**PROVIDED RECORDS:**
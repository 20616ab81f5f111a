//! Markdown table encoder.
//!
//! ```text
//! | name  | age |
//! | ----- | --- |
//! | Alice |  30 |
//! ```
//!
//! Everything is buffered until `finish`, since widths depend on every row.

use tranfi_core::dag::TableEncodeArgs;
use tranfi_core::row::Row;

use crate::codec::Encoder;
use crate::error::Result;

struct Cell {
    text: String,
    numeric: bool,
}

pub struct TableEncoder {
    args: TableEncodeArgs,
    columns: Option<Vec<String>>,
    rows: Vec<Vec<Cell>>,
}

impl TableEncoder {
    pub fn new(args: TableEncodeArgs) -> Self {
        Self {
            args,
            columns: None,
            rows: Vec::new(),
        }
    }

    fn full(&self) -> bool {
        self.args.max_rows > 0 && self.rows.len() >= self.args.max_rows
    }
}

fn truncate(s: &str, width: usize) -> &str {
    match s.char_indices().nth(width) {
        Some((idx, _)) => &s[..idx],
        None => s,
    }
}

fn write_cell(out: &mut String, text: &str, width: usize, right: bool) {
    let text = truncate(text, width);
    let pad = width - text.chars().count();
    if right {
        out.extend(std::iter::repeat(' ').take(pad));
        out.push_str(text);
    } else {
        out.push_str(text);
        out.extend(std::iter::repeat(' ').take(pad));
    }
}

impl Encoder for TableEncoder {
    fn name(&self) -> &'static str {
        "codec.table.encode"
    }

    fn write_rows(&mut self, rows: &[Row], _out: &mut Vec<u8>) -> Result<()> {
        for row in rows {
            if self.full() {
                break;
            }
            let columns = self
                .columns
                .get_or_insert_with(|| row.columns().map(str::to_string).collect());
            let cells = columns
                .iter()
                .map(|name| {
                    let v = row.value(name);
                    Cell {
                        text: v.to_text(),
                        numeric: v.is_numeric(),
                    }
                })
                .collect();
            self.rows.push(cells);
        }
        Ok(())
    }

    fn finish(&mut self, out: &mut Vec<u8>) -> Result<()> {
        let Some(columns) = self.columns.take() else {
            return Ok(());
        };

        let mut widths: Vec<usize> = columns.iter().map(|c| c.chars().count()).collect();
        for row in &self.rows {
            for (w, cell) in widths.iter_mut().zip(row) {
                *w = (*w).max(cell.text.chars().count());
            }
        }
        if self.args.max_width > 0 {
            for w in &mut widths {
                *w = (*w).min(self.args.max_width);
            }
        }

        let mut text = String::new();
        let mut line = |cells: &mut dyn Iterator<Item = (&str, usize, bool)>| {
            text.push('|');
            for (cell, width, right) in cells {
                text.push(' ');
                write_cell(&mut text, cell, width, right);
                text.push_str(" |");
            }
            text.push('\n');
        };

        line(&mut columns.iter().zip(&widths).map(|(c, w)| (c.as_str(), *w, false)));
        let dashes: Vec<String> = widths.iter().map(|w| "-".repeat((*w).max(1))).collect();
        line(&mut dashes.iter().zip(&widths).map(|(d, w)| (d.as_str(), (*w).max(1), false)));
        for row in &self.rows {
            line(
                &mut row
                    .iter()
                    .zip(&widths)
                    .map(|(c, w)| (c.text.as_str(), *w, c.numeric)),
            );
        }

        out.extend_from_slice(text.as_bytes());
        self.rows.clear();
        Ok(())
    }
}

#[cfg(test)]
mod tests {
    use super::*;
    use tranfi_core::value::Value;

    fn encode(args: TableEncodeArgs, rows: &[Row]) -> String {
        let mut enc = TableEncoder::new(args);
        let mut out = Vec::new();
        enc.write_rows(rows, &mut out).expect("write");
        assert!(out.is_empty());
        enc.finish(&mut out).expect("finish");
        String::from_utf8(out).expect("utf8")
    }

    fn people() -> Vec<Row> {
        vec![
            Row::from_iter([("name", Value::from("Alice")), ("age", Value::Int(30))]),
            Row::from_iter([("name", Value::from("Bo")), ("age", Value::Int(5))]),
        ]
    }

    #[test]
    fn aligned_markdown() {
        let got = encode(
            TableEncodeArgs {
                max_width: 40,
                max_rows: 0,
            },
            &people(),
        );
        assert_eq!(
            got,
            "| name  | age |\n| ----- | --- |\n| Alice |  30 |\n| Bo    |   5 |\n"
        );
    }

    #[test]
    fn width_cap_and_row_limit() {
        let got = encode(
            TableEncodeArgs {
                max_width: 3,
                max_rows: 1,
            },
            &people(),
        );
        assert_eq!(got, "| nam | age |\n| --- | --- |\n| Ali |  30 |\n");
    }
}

**REQUIRED WORK:** Print out the whole listing exactly as it appears.

**WRITTEN SOLUTION:**
repository 20616ab81f5f111a
//! Markdown table encoder.
//!
//! ```text
//! | name  | age |
//! | ----- | --- |
//! | Alice |  30 |
//! ```
//!
//! Everything is buffered until `finish`, since widths depend on every row.

use tranfi_core::dag::TableEncodeArgs;
use tranfi_core::row::Row;

use crate::codec::Encoder;
use crate::error::Result;

struct Cell {
    text: String,
    numeric: bool,
}

pub struct TableEncoder {
    args: TableEncodeArgs,
    columns: Option<Vec<String>>,
    rows: Vec<Vec<Cell>>,
}

impl TableEncoder {
    pub fn new(args: TableEncodeArgs) -> Self {
        Self {
            args,
            columns: None,
            rows: Vec::new(),
        }
    }

    fn full(&self) -> bool {
        self.args.max_rows > 0 && self.rows.len() >= self.args.max_rows
    }
}

fn truncate(s: &str, width: usize) -> &str {
    match s.char_indices().nth(width) {
        Some((idx, _)) => &s[..idx],
        None => s,
    }
}

fn write_cell(out: &mut String, text: &str, width: usize, right: bool) {
    let text = truncate(text, width);
    let pad = width - text.chars().count();
    if right {
        out.extend(std::iter::repeat(' ').take(pad));
        out.push_str(text);
    } else {
        out.push_str(text);
        out.extend(std::iter::repeat(' ').take(pad));
    }
}

impl Encoder for TableEncoder {
    fn name(&self) -> &'static str {
        "codec.table.encode"
    }

    fn write_rows(&mut self, rows: &[Row], _out: &mut Vec<u8>) -> Result<()> {
        for row in rows {
            if self.full() {
                break;
            }
            let columns = self
                .columns
                .get_or_insert_with(|| row.columns().map(str::to_string).collect());
            let cells = columns
                .iter()
                .map(|name| {
                    let v = row.value(name);
                    Cell {
                        text: v.to_text(),
                        numeric: v.is_numeric(),
                    }
                })
                .collect();
            self.rows.push(cells);
        }
        Ok(())
    }

    fn finish(&mut self, out: &mut Vec<u8>) -> Result<()> {
        let Some(columns) = self.columns.take() else {
            return Ok(());
        };

        let mut widths: Vec<usize> = columns.iter().map(|c| c.chars().count()).collect();
        for row in &self.rows {
            for (w, cell) in widths.iter_mut().zip(row) {
                *w = (*w).max(cell.text.chars().count());
            }
        }
        if self.args.max_width > 0 {
            for w in &mut widths {
                *w = (*w).min(self.args.max_width);
            }
        }

        let mut text = String::new();
        let mut line = |cells: &mut dyn Iterator<Item = (&str, usize, bool)>| {
            text.push('|');
            for (cell, width, right) in cells {
                text.push(' ');
                write_cell(&mut text, cell, width, right);
                text.push_str(" |");
            }
            text.push('\n');
        };

        line(&mut columns.iter().zip(&widths).map(|(c, w)| (c.as_str(), *w, false)));
        let dashes: Vec<String> = widths.iter().map(|w| "-".repeat((*w).max(1))).collect();
        line(&mut dashes.iter().zip(&widths).map(|(d, w)| (d.as_str(), (*w).max(1), false)));
        for row in &self.rows {
            line(
                &mut row
                    .iter()
                    .zip(&widths)
                    .map(|(c, w)| (c.text.as_str(), *w, c.numeric)),
            );
        }

        out.extend_from_slice(text.as_bytes());
        self.rows.clear();
        Ok(())
    }
}

#[cfg(test)]
mod tests {
    use super::*;
    use tranfi_core::value::Value;

    fn encode(args: TableEncodeArgs, rows: &[Row]) -> String {
        let mut enc = TableEncoder::new(args);
        let mut out = Vec::new();
        enc.write_rows(rows, &mut out).expect("write");
        assert!(out.is_empty());
        enc.finish(&mut out).expect("finish");
        String::from_utf8(out).expect("utf8")
    }

    fn people() -> Vec<Row> {
        vec![
            Row::from_iter([("name", Value::from("Alice")), ("age", Value::Int(30))]),
            Row::from_iter([("name", Value::from("Bo")), ("age", Value::Int(5))]),
        ]
    }

    #[test]
    fn aligned_markdown() {
        let got = encode(
            TableEncodeArgs {
                max_width: 40,
                max_rows: 0,
            },
            &people(),
        );
        assert_eq!(
            got,
            "| name  | age |\n| ----- | --- |\n| Alice |  30 |\n| Bo    |   5 |\n"
        );
    }

    #[test]
    fn width_cap_and_row_limit() {
        let got = encode(
            TableEncodeArgs {
                max_width: 3,
                max_rows: 1,
            },
            &people(),
        );
        assert_eq!(got, "| nam | age |\n| --- | --- |\n| Ali |  30 |\n");
    }
}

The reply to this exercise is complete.